Saved entries
========================================================================
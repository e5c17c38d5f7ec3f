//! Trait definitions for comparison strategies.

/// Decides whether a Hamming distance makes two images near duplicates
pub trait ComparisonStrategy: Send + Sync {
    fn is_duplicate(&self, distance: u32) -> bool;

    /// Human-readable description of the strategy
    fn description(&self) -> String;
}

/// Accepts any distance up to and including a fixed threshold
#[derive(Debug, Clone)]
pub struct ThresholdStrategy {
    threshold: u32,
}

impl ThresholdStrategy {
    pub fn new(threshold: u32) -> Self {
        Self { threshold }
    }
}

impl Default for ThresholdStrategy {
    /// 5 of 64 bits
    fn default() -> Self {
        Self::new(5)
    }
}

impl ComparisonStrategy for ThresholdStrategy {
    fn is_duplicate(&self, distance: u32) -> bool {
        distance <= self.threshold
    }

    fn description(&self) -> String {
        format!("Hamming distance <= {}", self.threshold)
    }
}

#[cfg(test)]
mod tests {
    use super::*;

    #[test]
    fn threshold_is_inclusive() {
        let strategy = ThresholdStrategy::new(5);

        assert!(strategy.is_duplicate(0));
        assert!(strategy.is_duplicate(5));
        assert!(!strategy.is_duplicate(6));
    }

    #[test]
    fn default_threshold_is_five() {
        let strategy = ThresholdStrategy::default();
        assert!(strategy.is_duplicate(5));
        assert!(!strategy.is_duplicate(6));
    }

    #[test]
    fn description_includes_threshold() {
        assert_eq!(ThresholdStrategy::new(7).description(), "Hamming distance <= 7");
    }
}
========================================================================
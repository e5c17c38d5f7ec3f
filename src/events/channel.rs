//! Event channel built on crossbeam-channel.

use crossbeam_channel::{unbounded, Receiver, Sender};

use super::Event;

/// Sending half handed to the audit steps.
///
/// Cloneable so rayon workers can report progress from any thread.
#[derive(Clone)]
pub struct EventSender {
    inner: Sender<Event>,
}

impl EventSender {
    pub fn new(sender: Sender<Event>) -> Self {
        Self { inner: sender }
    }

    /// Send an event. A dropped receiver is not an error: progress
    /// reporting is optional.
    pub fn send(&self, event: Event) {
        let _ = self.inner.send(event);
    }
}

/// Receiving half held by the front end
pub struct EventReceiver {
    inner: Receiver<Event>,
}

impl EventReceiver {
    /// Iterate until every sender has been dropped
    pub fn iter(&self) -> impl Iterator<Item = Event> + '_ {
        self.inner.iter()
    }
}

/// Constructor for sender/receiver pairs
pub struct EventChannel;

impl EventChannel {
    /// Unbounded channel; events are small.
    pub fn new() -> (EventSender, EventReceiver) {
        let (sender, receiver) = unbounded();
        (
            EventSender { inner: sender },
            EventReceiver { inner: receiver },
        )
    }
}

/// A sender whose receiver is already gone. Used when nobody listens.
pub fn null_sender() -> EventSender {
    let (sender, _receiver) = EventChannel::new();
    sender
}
========================================================================
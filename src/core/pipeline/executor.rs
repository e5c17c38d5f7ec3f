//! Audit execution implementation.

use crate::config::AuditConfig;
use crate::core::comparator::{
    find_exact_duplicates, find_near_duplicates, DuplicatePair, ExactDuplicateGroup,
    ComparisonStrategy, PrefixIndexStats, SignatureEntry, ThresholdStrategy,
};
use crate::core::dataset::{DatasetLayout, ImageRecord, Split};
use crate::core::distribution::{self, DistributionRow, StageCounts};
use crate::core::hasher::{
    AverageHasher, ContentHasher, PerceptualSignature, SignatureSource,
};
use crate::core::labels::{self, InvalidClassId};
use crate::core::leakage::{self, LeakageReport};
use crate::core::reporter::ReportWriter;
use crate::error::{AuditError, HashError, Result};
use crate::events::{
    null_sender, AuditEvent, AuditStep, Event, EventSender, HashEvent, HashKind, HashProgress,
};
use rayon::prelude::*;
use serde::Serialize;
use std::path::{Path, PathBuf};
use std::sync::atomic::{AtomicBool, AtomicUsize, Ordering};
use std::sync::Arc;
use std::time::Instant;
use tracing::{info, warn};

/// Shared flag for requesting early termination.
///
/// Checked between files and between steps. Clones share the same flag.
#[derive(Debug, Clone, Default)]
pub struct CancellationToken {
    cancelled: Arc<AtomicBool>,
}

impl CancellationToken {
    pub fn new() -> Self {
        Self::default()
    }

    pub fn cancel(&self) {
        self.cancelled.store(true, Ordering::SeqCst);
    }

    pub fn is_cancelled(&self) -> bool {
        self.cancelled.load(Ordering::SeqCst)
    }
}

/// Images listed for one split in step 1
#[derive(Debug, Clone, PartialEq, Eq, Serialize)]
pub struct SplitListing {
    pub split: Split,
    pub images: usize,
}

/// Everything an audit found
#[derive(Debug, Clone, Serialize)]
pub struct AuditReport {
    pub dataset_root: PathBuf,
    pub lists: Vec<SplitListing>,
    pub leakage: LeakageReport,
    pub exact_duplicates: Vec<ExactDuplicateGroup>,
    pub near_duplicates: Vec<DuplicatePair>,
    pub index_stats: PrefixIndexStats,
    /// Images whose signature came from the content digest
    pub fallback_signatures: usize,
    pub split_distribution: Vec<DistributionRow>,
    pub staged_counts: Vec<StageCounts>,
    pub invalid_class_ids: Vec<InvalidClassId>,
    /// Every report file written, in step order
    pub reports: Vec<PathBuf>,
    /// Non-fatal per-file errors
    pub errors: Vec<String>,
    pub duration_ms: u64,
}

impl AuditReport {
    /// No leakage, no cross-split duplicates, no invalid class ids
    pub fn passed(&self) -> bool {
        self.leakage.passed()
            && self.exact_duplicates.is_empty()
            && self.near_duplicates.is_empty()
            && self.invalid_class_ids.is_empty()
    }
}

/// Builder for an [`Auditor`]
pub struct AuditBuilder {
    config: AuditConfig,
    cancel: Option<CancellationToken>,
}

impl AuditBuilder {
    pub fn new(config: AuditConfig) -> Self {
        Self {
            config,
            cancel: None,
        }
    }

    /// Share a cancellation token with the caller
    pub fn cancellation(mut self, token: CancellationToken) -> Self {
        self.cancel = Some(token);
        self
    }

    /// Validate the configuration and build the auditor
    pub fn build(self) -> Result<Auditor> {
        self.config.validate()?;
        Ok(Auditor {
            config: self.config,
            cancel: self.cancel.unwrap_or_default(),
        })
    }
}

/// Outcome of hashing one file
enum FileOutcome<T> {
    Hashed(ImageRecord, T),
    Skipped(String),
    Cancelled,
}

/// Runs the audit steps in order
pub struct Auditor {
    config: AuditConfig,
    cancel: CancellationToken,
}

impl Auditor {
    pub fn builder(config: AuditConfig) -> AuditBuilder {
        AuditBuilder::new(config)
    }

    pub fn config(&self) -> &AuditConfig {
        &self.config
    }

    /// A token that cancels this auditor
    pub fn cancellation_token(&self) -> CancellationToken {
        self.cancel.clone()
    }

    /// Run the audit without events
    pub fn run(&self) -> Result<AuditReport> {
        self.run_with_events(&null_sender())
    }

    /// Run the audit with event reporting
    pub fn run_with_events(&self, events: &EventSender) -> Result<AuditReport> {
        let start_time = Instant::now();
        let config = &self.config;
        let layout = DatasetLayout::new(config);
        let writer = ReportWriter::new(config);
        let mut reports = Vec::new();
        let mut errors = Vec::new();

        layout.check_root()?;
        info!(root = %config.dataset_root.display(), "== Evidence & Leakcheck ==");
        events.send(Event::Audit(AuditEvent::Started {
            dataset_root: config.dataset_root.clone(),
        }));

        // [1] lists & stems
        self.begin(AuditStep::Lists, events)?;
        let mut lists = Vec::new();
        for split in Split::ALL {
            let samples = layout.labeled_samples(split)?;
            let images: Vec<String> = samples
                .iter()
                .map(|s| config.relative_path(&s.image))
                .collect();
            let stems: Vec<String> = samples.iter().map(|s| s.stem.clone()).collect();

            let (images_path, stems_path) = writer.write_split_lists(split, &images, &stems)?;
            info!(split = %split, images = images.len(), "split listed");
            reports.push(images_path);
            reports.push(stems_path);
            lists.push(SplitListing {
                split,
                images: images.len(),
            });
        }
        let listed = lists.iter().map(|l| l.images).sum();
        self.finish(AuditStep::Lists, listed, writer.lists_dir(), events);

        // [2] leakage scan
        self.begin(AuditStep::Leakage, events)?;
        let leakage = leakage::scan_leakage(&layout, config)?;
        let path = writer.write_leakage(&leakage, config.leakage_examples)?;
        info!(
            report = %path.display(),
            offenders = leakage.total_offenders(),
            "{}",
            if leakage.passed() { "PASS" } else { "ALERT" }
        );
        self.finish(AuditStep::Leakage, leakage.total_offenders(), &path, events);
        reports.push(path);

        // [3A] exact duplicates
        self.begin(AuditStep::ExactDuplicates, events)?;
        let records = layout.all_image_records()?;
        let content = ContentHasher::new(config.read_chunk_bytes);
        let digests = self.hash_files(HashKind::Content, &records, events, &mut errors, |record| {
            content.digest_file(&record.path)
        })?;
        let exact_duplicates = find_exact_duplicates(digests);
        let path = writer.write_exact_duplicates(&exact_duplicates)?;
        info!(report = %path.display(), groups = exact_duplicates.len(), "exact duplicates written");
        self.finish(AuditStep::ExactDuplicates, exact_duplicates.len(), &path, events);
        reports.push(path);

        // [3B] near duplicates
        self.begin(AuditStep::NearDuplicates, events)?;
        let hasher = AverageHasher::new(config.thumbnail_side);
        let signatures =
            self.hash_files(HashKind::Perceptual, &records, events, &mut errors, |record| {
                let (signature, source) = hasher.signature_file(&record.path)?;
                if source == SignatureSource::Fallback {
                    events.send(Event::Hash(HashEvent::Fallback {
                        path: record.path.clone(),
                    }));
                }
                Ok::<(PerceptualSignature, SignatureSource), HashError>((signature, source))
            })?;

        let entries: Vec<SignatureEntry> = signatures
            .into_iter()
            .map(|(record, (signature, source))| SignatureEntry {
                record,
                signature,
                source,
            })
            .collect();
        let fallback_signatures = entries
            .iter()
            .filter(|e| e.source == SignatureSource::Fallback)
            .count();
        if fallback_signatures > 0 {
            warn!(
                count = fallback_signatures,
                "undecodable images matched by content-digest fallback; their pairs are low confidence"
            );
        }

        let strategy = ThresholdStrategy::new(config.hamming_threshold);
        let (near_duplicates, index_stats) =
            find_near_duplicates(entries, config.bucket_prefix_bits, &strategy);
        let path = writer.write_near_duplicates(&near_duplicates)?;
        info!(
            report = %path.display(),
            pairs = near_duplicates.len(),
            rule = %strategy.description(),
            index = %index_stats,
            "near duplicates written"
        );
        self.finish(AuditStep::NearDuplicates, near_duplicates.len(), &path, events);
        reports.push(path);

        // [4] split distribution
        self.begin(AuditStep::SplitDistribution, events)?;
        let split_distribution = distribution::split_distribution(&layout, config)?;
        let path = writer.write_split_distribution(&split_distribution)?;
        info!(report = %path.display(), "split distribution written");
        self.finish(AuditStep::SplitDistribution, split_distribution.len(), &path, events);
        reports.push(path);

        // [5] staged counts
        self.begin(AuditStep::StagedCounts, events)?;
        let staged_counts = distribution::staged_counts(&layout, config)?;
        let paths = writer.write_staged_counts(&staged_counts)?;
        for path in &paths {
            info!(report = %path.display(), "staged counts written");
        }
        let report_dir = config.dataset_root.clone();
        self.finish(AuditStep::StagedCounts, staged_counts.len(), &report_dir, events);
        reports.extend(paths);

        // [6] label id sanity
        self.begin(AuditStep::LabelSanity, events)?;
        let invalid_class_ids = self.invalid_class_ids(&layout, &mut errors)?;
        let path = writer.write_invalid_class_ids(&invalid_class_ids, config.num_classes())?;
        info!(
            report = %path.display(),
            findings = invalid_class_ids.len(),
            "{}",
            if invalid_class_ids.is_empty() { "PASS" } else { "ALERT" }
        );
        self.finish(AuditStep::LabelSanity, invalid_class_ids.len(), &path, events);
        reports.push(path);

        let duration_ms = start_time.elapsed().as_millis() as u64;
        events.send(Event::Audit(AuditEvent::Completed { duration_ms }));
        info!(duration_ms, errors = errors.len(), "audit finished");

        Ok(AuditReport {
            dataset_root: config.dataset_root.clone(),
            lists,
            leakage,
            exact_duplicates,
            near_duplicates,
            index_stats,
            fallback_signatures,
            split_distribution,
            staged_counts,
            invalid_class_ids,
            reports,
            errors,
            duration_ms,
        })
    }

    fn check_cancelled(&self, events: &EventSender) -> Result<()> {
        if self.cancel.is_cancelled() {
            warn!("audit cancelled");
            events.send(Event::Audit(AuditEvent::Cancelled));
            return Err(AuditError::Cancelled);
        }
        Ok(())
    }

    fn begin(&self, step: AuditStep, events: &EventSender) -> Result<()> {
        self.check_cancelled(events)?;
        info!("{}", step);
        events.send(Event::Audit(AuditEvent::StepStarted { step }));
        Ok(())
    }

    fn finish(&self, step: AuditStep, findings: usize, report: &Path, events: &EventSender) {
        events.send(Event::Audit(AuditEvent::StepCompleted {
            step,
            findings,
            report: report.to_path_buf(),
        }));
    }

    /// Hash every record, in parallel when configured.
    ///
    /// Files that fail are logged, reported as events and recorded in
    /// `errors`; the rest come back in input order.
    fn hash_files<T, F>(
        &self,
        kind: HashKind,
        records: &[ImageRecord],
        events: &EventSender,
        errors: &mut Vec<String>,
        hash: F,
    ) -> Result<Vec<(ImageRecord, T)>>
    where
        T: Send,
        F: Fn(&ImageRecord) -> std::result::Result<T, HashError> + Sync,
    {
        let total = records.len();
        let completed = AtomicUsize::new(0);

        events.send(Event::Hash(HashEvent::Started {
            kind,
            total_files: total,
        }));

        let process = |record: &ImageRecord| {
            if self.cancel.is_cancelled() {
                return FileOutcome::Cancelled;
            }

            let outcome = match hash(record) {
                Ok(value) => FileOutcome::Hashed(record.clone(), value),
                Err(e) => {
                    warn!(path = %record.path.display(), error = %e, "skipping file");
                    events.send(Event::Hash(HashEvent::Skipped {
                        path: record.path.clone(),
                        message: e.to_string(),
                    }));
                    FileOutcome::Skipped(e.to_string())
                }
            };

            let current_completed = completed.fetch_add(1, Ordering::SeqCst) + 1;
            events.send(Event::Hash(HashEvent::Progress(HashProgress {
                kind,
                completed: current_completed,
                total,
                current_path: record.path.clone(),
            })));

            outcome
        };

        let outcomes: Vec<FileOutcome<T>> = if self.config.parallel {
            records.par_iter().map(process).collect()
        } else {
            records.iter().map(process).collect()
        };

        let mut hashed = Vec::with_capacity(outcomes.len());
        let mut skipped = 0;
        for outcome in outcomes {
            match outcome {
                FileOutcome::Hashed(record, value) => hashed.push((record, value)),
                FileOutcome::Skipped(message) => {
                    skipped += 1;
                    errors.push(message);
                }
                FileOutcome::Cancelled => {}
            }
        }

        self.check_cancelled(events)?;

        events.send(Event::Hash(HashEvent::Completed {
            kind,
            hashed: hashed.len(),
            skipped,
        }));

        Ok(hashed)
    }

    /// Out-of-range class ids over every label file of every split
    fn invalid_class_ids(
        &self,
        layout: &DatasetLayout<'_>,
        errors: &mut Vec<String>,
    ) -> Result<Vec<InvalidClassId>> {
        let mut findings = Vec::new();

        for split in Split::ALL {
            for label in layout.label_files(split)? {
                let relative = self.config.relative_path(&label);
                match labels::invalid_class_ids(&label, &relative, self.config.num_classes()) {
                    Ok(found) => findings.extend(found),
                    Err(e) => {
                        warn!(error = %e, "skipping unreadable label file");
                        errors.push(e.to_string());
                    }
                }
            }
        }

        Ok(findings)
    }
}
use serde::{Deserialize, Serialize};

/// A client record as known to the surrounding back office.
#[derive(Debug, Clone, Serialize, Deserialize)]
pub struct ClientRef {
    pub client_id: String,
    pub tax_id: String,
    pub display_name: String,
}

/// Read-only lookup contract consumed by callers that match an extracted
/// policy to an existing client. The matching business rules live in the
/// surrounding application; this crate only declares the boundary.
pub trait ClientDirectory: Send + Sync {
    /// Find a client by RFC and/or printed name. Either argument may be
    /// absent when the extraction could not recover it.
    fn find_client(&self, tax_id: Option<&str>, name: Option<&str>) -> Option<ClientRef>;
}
========================================================================
In the lines above, locate the string "begin". Copy every line where it occurs.

## RESULT FOR THIS TASK
        self.begin(AuditStep::Lists, events)?;
        self.begin(AuditStep::Leakage, events)?;
        self.begin(AuditStep::ExactDuplicates, events)?;
        self.begin(AuditStep::NearDuplicates, events)?;
        self.begin(AuditStep::SplitDistribution, events)?;
        self.begin(AuditStep::StagedCounts, events)?;
        self.begin(AuditStep::LabelSanity, events)?;
    fn begin(&self, step: AuditStep, events: &EventSender) -> Result<()> {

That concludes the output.